Exercise input Block Start

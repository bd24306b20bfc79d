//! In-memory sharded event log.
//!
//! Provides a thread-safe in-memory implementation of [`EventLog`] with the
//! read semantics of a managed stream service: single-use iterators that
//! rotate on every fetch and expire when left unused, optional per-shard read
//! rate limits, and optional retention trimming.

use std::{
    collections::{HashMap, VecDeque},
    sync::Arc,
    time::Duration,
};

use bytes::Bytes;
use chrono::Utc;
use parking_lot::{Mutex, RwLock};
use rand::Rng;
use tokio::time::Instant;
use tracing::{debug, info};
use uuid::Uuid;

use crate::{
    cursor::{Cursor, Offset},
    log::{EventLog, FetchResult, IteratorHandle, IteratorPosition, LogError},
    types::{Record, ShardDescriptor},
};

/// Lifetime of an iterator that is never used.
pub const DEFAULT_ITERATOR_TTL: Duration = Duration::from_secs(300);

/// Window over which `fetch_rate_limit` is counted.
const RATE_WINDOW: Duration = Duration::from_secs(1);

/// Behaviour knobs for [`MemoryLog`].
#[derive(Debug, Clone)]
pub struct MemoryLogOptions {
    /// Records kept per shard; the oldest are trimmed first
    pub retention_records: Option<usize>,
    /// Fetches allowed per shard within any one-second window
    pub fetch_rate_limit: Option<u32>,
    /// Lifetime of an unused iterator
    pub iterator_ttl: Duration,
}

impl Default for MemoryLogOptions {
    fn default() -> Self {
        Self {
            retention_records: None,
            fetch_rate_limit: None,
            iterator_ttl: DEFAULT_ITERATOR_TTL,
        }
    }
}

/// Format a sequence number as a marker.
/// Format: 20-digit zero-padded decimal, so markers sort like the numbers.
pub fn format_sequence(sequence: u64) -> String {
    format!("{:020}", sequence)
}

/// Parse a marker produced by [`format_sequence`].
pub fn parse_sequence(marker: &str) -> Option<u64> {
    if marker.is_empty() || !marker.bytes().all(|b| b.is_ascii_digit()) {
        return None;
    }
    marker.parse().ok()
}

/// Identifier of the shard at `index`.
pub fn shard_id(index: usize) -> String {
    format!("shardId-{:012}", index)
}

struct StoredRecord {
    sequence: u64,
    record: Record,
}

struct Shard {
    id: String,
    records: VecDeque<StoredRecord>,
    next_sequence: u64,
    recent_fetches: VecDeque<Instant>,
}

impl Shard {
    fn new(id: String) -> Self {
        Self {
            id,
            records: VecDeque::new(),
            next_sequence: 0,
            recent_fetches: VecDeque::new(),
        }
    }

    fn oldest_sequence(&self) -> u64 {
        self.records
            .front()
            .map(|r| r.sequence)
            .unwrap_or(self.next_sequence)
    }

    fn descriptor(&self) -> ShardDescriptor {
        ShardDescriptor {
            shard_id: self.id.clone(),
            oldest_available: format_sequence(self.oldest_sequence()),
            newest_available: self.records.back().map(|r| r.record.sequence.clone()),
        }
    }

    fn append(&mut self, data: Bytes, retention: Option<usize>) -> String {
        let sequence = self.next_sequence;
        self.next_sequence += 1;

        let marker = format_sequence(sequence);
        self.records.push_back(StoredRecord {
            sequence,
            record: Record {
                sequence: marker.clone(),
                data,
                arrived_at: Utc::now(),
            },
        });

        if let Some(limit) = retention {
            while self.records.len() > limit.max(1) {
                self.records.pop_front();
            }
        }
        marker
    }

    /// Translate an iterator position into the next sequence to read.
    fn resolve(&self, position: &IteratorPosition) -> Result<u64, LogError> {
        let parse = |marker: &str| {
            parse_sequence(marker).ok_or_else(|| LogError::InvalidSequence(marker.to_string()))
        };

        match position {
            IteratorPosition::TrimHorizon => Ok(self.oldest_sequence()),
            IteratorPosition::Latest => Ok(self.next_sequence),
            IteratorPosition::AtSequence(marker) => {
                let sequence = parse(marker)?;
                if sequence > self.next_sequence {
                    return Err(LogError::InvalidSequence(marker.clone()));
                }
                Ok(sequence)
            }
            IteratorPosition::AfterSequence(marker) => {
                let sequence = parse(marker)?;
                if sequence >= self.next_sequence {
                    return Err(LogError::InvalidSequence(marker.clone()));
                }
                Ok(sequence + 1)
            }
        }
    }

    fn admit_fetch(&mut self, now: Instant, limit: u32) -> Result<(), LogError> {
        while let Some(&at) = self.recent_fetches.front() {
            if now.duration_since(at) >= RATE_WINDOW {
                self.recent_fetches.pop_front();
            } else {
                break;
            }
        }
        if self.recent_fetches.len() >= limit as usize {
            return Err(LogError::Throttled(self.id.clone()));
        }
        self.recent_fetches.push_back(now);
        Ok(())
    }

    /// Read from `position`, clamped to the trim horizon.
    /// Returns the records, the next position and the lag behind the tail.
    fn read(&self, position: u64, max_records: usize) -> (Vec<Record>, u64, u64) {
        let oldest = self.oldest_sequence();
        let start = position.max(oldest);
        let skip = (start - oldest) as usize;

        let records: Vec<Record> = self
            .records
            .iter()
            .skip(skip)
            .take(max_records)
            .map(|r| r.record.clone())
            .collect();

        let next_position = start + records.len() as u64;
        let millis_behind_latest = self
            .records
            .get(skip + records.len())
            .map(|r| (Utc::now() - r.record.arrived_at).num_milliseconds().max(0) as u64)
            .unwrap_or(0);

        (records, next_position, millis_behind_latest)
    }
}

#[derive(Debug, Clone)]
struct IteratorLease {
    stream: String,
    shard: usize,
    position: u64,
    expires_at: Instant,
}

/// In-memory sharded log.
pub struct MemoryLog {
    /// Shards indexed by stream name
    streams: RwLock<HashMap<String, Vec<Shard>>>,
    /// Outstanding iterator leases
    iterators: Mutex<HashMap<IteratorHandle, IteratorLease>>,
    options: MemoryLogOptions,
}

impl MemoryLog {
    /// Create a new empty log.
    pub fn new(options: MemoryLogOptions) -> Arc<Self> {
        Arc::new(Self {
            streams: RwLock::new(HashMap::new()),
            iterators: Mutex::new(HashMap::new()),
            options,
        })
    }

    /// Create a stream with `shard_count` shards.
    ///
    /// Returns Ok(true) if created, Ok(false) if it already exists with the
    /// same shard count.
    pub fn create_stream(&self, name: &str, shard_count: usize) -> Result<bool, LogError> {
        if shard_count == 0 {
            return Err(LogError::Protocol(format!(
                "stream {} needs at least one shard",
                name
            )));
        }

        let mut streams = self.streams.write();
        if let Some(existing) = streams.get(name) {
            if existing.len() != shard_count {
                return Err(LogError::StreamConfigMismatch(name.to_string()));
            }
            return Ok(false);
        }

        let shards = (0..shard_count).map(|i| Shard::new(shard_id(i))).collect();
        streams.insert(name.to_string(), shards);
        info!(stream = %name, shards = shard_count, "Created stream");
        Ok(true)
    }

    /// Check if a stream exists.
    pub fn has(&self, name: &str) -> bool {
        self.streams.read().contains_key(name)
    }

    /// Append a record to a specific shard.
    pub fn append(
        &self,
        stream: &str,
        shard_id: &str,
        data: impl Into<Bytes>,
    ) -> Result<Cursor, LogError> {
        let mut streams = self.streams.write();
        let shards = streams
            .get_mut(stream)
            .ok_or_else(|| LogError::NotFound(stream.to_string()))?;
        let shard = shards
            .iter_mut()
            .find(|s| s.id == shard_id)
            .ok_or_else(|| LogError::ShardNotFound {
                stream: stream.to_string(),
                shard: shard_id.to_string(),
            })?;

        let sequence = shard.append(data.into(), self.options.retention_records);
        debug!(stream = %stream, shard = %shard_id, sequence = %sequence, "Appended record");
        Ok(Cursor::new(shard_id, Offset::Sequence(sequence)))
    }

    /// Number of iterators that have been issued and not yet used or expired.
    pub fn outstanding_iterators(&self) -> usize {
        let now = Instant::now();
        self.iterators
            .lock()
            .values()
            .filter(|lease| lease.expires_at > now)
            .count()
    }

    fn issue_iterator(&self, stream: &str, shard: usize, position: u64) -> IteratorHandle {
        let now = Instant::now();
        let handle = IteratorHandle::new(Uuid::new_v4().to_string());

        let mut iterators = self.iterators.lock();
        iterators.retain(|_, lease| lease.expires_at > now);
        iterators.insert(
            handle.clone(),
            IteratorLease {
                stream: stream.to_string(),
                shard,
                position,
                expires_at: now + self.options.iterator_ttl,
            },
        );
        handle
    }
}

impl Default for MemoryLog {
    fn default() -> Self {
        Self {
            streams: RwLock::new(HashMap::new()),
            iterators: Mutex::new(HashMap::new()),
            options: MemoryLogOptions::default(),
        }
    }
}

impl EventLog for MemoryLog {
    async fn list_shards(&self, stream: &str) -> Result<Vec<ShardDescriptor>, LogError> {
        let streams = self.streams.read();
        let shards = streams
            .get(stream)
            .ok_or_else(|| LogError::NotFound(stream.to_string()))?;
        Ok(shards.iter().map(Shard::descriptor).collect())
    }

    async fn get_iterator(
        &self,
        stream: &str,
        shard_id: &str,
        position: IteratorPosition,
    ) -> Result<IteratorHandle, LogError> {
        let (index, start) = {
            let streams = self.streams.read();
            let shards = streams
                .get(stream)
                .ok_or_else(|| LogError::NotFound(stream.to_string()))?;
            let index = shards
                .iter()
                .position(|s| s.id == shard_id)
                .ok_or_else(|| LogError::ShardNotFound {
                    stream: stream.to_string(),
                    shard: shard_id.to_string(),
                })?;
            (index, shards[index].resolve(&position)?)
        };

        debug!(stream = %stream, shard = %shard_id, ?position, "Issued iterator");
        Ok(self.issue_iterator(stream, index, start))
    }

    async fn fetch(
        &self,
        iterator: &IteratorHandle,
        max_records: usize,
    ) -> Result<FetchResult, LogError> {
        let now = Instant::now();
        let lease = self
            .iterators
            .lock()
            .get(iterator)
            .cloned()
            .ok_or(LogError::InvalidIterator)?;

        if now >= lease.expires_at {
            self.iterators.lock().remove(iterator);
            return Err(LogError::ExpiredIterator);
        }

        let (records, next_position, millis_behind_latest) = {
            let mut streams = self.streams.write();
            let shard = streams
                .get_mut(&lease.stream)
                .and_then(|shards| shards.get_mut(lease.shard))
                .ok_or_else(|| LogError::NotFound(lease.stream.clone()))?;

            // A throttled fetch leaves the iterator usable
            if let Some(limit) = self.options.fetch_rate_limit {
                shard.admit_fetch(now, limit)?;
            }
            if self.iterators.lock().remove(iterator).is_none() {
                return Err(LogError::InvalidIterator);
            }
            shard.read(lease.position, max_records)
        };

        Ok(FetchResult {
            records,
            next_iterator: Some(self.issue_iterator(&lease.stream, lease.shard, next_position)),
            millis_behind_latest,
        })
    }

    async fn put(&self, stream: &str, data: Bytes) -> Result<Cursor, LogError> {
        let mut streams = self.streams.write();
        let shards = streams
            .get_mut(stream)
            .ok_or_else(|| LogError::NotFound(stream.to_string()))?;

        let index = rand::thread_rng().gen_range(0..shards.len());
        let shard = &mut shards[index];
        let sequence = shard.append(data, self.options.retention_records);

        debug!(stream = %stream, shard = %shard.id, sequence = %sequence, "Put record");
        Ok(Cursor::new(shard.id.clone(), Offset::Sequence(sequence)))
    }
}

Exercise input Block End

Exercise requirements: Pick from the records each line that contains the word "RwLock" and show it.

Task output:
use parking_lot::{Mutex, RwLock};
    streams: RwLock<HashMap<String, Vec<Shard>>>,
            streams: RwLock::new(HashMap::new()),
            streams: RwLock::new(HashMap::new()),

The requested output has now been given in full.